Ничего пока не случилось, просто Катенька Гурьянова идет, не замечая расколовшегося бетона тротуаров, сносившегося асфальта мостовых, уныло-серых двух- и пятиэтажек, по ровным, с редкими, покрытыми пылью деревьями, улицам, и ничего этого нет. А есть за рекой, в старой части города, где она совсем недавно выросла среди мясистой зелени деревьев и трав и разноцветных крыш над крепкими домами из толстых темно-коричневых бревен, в семье больничной санитарки Сони, довольной, что дочь пошла дальше ее и выучилась на медсестру, и тихого столяра Сани, заполнившего свое небольшое жилище вырезанной собственными руками и покрытой янтарным лаком мебелью и не умеющего понять, почему дочь и зять не хотят, чтобы он изготовил такую же мебель для их трехкомнатной квартиры в новой части города, там есть говорящая Кате что-то непонятное тишина. И встающие на цыпочки и вытягивающиеся к небу сосны, и сверкающие множеством дышащих зеркалец весенние тополя, стоит к ним подойти и коснуться, и на коже останется след. А потом, в самые темные зимние дни, когда она придет к родителям и мать будет жаловаться, что тихий ее Саня что-то частенько стал попивать и жаловаться, что много в их столярную мастерскую стало поступать заказов на гробы, или у холодного окна в выстывшей от жесткого мороза своей панельной квартире, можно ненадолго закрыть ладонями лицо, и все вернется.

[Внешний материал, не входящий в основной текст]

//! Tracked marker/label pairs.

use std::collections::HashMap;
use std::hash::Hash;

/// One marker under layout, with the connector of the last pass if any.
#[derive(Debug, Clone, PartialEq)]
pub struct TrackedPair<M, C> {
    pub marker: M,
    pub connector: Option<C>,
}

/// Ordered set of tracked pairs. Registry order decides the initial spread
/// angle and which pairs fall inside the working-set cap. Lookups by marker go
/// through an index so per-marker work stays linear over a pass.
#[derive(Debug, Clone)]
pub struct Registry<M, C> {
    pairs: Vec<TrackedPair<M, C>>,
    index: HashMap<M, usize>,
}

impl<M, C> Default for Registry<M, C> {
    fn default() -> Self {
        Self { pairs: Vec::new(), index: HashMap::new() }
    }
}

impl<M: Clone + Eq + Hash, C> Registry<M, C> {
    pub fn new() -> Self {
        Self::default()
    }

    /// Track `marker`. Returns false if it was already tracked.
    pub fn insert(&mut self, marker: M) -> bool {
        if self.contains(&marker) {
            return false;
        }
        self.index.insert(marker.clone(), self.pairs.len());
        self.pairs.push(TrackedPair { marker, connector: None });
        true
    }

    pub fn contains(&self, marker: &M) -> bool {
        self.index.contains_key(marker)
    }

    pub fn get(&self, marker: &M) -> Option<&TrackedPair<M, C>> {
        self.index.get(marker).map(|&i| &self.pairs[i])
    }

    pub fn get_mut(&mut self, marker: &M) -> Option<&mut TrackedPair<M, C>> {
        self.index.get(marker).map(|&i| &mut self.pairs[i])
    }

    pub fn pairs(&self) -> &[TrackedPair<M, C>] {
        &self.pairs
    }

    pub fn markers(&self) -> impl Iterator<Item = &M> {
        self.pairs.iter().map(|p| &p.marker)
    }

    /// The first `cap` pairs, which take part in forces and clamping.
    pub fn working_set(&self, cap: usize) -> &[TrackedPair<M, C>] {
        &self.pairs[..self.pairs.len().min(cap)]
    }

    /// Forget every pair's connector; the pairs stay tracked.
    pub fn clear_connectors(&mut self) {
        for pair in &mut self.pairs {
            pair.connector = None;
        }
    }

    pub fn clear(&mut self) {
        self.pairs.clear();
        self.index.clear();
    }

    pub fn len(&self) -> usize {
        self.pairs.len()
    }

    pub fn is_empty(&self) -> bool {
        self.pairs.is_empty()
    }
}

#[cfg(test)]
mod tests {
    use super::*;

    #[test]
    fn insert_is_idempotent() {
        let mut registry: Registry<&str, u32> = Registry::new();
        assert!(registry.insert("a"));
        assert!(registry.insert("b"));
        assert!(!registry.insert("a"));
        assert_eq!(registry.len(), 2);
        assert_eq!(registry.markers().copied().collect::<Vec<_>>(), vec!["a", "b"]);
    }

    #[test]
    fn working_set_is_capped_prefix() {
        let mut registry: Registry<u32, ()> = Registry::new();
        for m in 0..5 {
            registry.insert(m);
        }
        assert_eq!(registry.working_set(3).len(), 3);
        assert_eq!(registry.working_set(3)[2].marker, 2);
        assert_eq!(registry.working_set(10).len(), 5);
    }

    #[test]
    fn clear_connectors_keeps_pairs() {
        let mut registry: Registry<u32, u32> = Registry::new();
        registry.insert(1);
        registry.insert(2);
        registry.get_mut(&1).unwrap().connector = Some(10);
        registry.clear_connectors();
        assert!(registry.get(&1).unwrap().connector.is_none());
        assert_eq!(registry.len(), 2);
    }

    #[test]
    fn lookups_follow_insertion_slots() {
        let mut registry: Registry<u32, &str> = Registry::new();
        for m in [7, 3, 9] {
            registry.insert(m);
        }
        registry.get_mut(&3).unwrap().connector = Some("three");
        assert_eq!(registry.pairs()[1].connector, Some("three"));
        assert_eq!(registry.get(&9).map(|p| p.marker), Some(9));
        assert!(registry.get(&4).is_none());
    }

    #[test]
    fn clear_resets_the_index() {
        let mut registry: Registry<u32, ()> = Registry::new();
        registry.insert(1);
        registry.clear();
        assert!(!registry.contains(&1));
        assert!(registry.insert(1));
        assert_eq!(registry.get(&1).map(|p| p.marker), Some(1));
    }
}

Она не любит вспоминать, когда и с чего все это началось, ибо это неважно и только мешает понять и оценить. Скорее всего, это было с ней, или в ней, всегда, но она не думала, что можно хотеть все большего, без конца, торопя этим время, уничтожая его и существующее в нем пространство и людей, находящихся рядом, а надо сохранить данное, случившееся, не дать другим опошлить его, то есть погубить. Ей хотелось любви, белого медицинского халата, благополучного мужа, денег, нарядов, большого шумного города, куда уехали две ее старшие сестры и брат, а когда она все это, кроме последнего, получила, то оказалось мало. Вот поэтому и важно вспомнить, когда. Но двух лет Вовику еще не было, они впервые оставили его на бабушку и отправились на вечеринку к Мишариным.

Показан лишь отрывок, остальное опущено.